Open AccessIdentification of highly selective covalent inhibitors by phage display
Author(s) -
Shiyu Chen,
S. Lovell,
Sumin Lee,
M. Fellner,
Peter D. Mace,
Matthew Bogyo
Publication year - 2020
Publication title -
nature biotechnology
Language(s) - English
Resource type - Journals
SCImago Journal Rank - 15.358
H-Index - 445
eISSN - 1546-1696
pISSN - 1087-0156
DOI - 10.1038/s41587-020-0733-7
Subject(s) - covalent bond , cysteine , chemistry , linker , small molecule , electrophile , combinatorial chemistry , phage display , proteases , chemical biology , biochemistry , stereochemistry , enzyme , peptide , organic chemistry , computer science , catalysis , operating system
Molecules that covalently bind macromolecular targets have found widespread applications as activity-based probes and as irreversibly binding drugs.
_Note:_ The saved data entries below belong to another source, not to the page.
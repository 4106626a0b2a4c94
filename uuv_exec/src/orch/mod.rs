//! # Control orchestrator
//!
//! Sequences a stabilisation run: connect to the vehicle, arm it, run the control loop until
//! cancelled, then shut the vehicle down. The shutdown sequence always runs to completion, and
//! is also attempted after a failed startup.
//!
//! ```text
//! INIT -> CONNECTING -> ARMING -> RUNNING -> SHUTTING_DOWN -> TERMINATED
//!              |            |                     ^
//!              +------------+-----> ERROR --------+
//! ```

// ------------------------------------------------------------------------------------------------
// MODULES
// ------------------------------------------------------------------------------------------------

mod state;

// ------------------------------------------------------------------------------------------------
// IMPORTS
// ------------------------------------------------------------------------------------------------

use serde::Serialize;
use std::fmt;

use crate::link::LinkError;

pub use state::*;

// ------------------------------------------------------------------------------------------------
// ENUMS
// ------------------------------------------------------------------------------------------------

/// States of the orchestrator.
#[derive(Debug, Clone, Copy, PartialEq, Eq, Serialize)]
pub enum OrchState {
    Init,
    Connecting,
    Arming,
    Running,
    ShuttingDown,
    Terminated,
    Error,
}

/// The steps of the shutdown sequence, in the order they run.
#[derive(Debug, Clone, Copy, PartialEq, Eq, Serialize)]
pub enum ShutdownStep {
    NeutralFrame,
    ResetOverride,
    Disarm,
    Disconnect,
}

/// Startup failures, which abort the run.
#[derive(Debug, thiserror::Error)]
pub enum OrchError {
    #[error("Could not connect to the vehicle: {0}")]
    LinkConnect(LinkError),

    #[error("Could not arm the vehicle: {0}")]
    LinkArm(LinkError),
}

// ------------------------------------------------------------------------------------------------
// STRUCTS
// ------------------------------------------------------------------------------------------------

/// Totals for a run which started successfully.
#[derive(Debug, Clone, Copy, PartialEq, Eq, Serialize)]
pub struct RunSummary {
    /// Number of control cycles run
    pub ticks: u64,

    /// Cycles in which no marker was available
    pub marker_absent_ticks: u64,

    /// Cycles whose frame could not be sent
    pub dispatch_failures: u64,

    /// Failures of the marker source
    pub vision_faults: u64,

    /// Shutdown steps which failed
    pub shutdown_failures: u64,

    pub final_state: OrchState,
}

// ------------------------------------------------------------------------------------------------
// IMPLS
// ------------------------------------------------------------------------------------------------

impl ShutdownStep {
    pub const ALL: [ShutdownStep; 4] = [
        ShutdownStep::NeutralFrame,
        ShutdownStep::ResetOverride,
        ShutdownStep::Disarm,
        ShutdownStep::Disconnect,
    ];
}

impl Default for RunSummary {
    fn default() -> Self {
        Self {
            ticks: 0,
            marker_absent_ticks: 0,
            dispatch_failures: 0,
            vision_faults: 0,
            shutdown_failures: 0,
            final_state: OrchState::Init,
        }
    }
}

impl fmt::Display for OrchState {
    fn fmt(&self, f: &mut fmt::Formatter<'_>) -> fmt::Result {
        let s = match self {
            OrchState::Init => "INIT",
            OrchState::Connecting => "CONNECTING",
            OrchState::Arming => "ARMING",
            OrchState::Running => "RUNNING",
            OrchState::ShuttingDown => "SHUTTING_DOWN",
            OrchState::Terminated => "TERMINATED",
            OrchState::Error => "ERROR",
        };
        f.write_str(s)
    }
}

impl fmt::Display for ShutdownStep {
    fn fmt(&self, f: &mut fmt::Formatter<'_>) -> fmt::Result {
        let s = match self {
            ShutdownStep::NeutralFrame => "neutral frame",
            ShutdownStep::ResetOverride => "override reset",
            ShutdownStep::Disarm => "disarm",
            ShutdownStep::Disconnect => "disconnect",
        };
        f.write_str(s)
    }
}
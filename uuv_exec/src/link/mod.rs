//! # Vehicle link
//!
//! The orchestrator drives the vehicle through the [`VehicleLink`] trait. Two implementations
//! exist: [`BridgeLink`], which talks to the flight-controller bridge over the network, and
//! [`SimLink`], which prints what it would have sent. The variant is chosen once at startup.

// ------------------------------------------------------------------------------------------------
// MODULES
// ------------------------------------------------------------------------------------------------

mod bridge;
mod sim;

// ------------------------------------------------------------------------------------------------
// IMPORTS
// ------------------------------------------------------------------------------------------------

use comms_if::{eqpt::ControlFrame, net::MonitoredSocketError};

pub use bridge::*;
pub use sim::*;

// ------------------------------------------------------------------------------------------------
// TRAITS
// ------------------------------------------------------------------------------------------------

/// A connection to the vehicle's flight controller.
///
/// Every call reports success or failure, none of them panic. Failures of `dispatch` and of the
/// shutdown calls are recoverable for the caller, failures of `connect` and `arm` are not.
pub trait VehicleLink {
    /// Establish the connection to the flight controller at `endpoint`.
    fn connect(&mut self, endpoint: &str) -> Result<(), LinkError>;

    /// Arm the vehicle so that commands take physical effect.
    fn arm(&mut self) -> Result<(), LinkError>;

    /// Send one frame of commands.
    fn dispatch(&mut self, frame: &ControlFrame) -> Result<(), LinkError>;

    /// Hand every channel back to the flight controller.
    fn reset_override(&mut self) -> Result<(), LinkError>;

    /// Disarm the vehicle.
    fn disarm(&mut self) -> Result<(), LinkError>;

    /// Close the connection.
    fn disconnect(&mut self) -> Result<(), LinkError>;
}

// ------------------------------------------------------------------------------------------------
// ENUMS
// ------------------------------------------------------------------------------------------------

#[derive(thiserror::Error, Debug)]
pub enum LinkError {
    #[error("The link is not connected")]
    NotConnected,

    #[error("Socket error: {0}")]
    SocketError(MonitoredSocketError),

    #[error("The bridge rejected the {0} request: {1}")]
    Rejected(&'static str, String),
}

// ------------------------------------------------------------------------------------------------
// IMPLS
// ------------------------------------------------------------------------------------------------

impl<L: VehicleLink + ?Sized> VehicleLink for Box<L> {
    fn connect(&mut self, endpoint: &str) -> Result<(), LinkError> {
        (**self).connect(endpoint)
    }

    fn arm(&mut self) -> Result<(), LinkError> {
        (**self).arm()
    }

    fn dispatch(&mut self, frame: &ControlFrame) -> Result<(), LinkError> {
        (**self).dispatch(frame)
    }

    fn reset_override(&mut self) -> Result<(), LinkError> {
        (**self).reset_override()
    }

    fn disarm(&mut self) -> Result<(), LinkError> {
        (**self).disarm()
    }

    fn disconnect(&mut self) -> Result<(), LinkError> {
        (**self).disconnect()
    }
}
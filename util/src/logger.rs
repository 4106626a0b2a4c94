//! Generic logger utility functions
//!
//! Console diagnostics for an execution. The per-run event record is kept separately by the
//! executable, in the session's log file.

// ---------------------------------------------------------------------------
// IMPORTS
// ---------------------------------------------------------------------------

// External imports
use colored::{ColoredString, Colorize};
use fern;
use log::{self, info};
use thiserror::Error;

// Internal imports
use crate::session;

// Re-exports
pub use log::LevelFilter;

// ---------------------------------------------------------------------------
// ENUMERATIONS
// ---------------------------------------------------------------------------

/// Errors associated with initialising the logger.
#[derive(Debug, Error)]
pub enum LoggerInitError {
    #[error("Expected a log level of at least `INFO`, found `{0}`")]
    InvalidMinLogLevel(log::LevelFilter),

    #[error("An error occured while setting up the logger: {0}")]
    FernInitError(log::SetLoggerError),
}

// ---------------------------------------------------------------------------
// PUBLIC FUNCTIONS
// ---------------------------------------------------------------------------

/// Initialise the logger for this execution.
///
/// # Notes
///
/// - `min_level` must be at least `log::Level::Info`, warnings and errors can't be hidden.
///
/// # Safety
///
/// - This function must only be called once, the second call will return an error.
pub fn logger_init(
    min_level: self::LevelFilter,
    session: &session::Session,
) -> Result<(), LoggerInitError> {
    if min_level < log::Level::Info {
        return Err(LoggerInitError::InvalidMinLogLevel(min_level));
    }

    fern::Dispatch::new()
        .format(|out, message, record| {
            // If debug or trace include the target, otherwise don't include it
            if record.level() > log::Level::Info {
                out.finish(format_args!(
                    "[{:10.6} {}] {}: {}",
                    session::get_elapsed_seconds(),
                    level_to_str(record.level()),
                    record.target(),
                    message
                ))
            } else {
                out.finish(format_args!(
                    "[{:10.6} {}] {}",
                    session::get_elapsed_seconds(),
                    level_to_str(record.level()),
                    message
                ))
            }
        })
        .level(min_level)
        .level_for("zmq", LevelFilter::Info)
        .chain(std::io::stdout())
        .apply()
        .map_err(LoggerInitError::FernInitError)?;

    info!("Logging initialised");
    if let Some(epoch) = session::get_epoch() {
        info!("    Session epoch: {}", epoch);
    }
    info!("    Log level: {:?}", min_level);
    info!("    Run log file: {:?}", session.log_file_path);

    Ok(())
}

// ---------------------------------------------------------------------------
// PRIVATE FUNCTIONS
// ---------------------------------------------------------------------------

/// Get the string representation of a log level
fn level_to_str(level: log::Level) -> ColoredString {
    match level {
        log::Level::Trace => "TRC".dimmed().italic(),
        log::Level::Debug => "DBG".dimmed(),
        log::Level::Info => "INF".normal(),
        log::Level::Warn => "WRN".yellow(),
        log::Level::Error => "ERR".red().bold(),
    }
}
However, the general reactivity of the electrophiles needed for covalent bond formation makes control of selectivity difficult. There is currently no rapid, unbiased screening method to identify new classes of covalent inhibitors from highly diverse pools of candidate molecules. Here we describe a phage display method to directly screen for ligands that bind to protein targets through covalent bond formation. This approach makes use of a reactive linker to form cyclic peptides on the phage surface while simultaneously introducing an electrophilic 'warhead' to covalently react with a nucleophile on the target. Using this approach, we identified cyclic peptides that irreversibly inhibited a cysteine protease and a serine hydrolase with nanomolar potency and exceptional specificity. This approach should enable rapid, unbiased screening to identify new classes of highly selective covalent inhibitors for diverse molecular targets.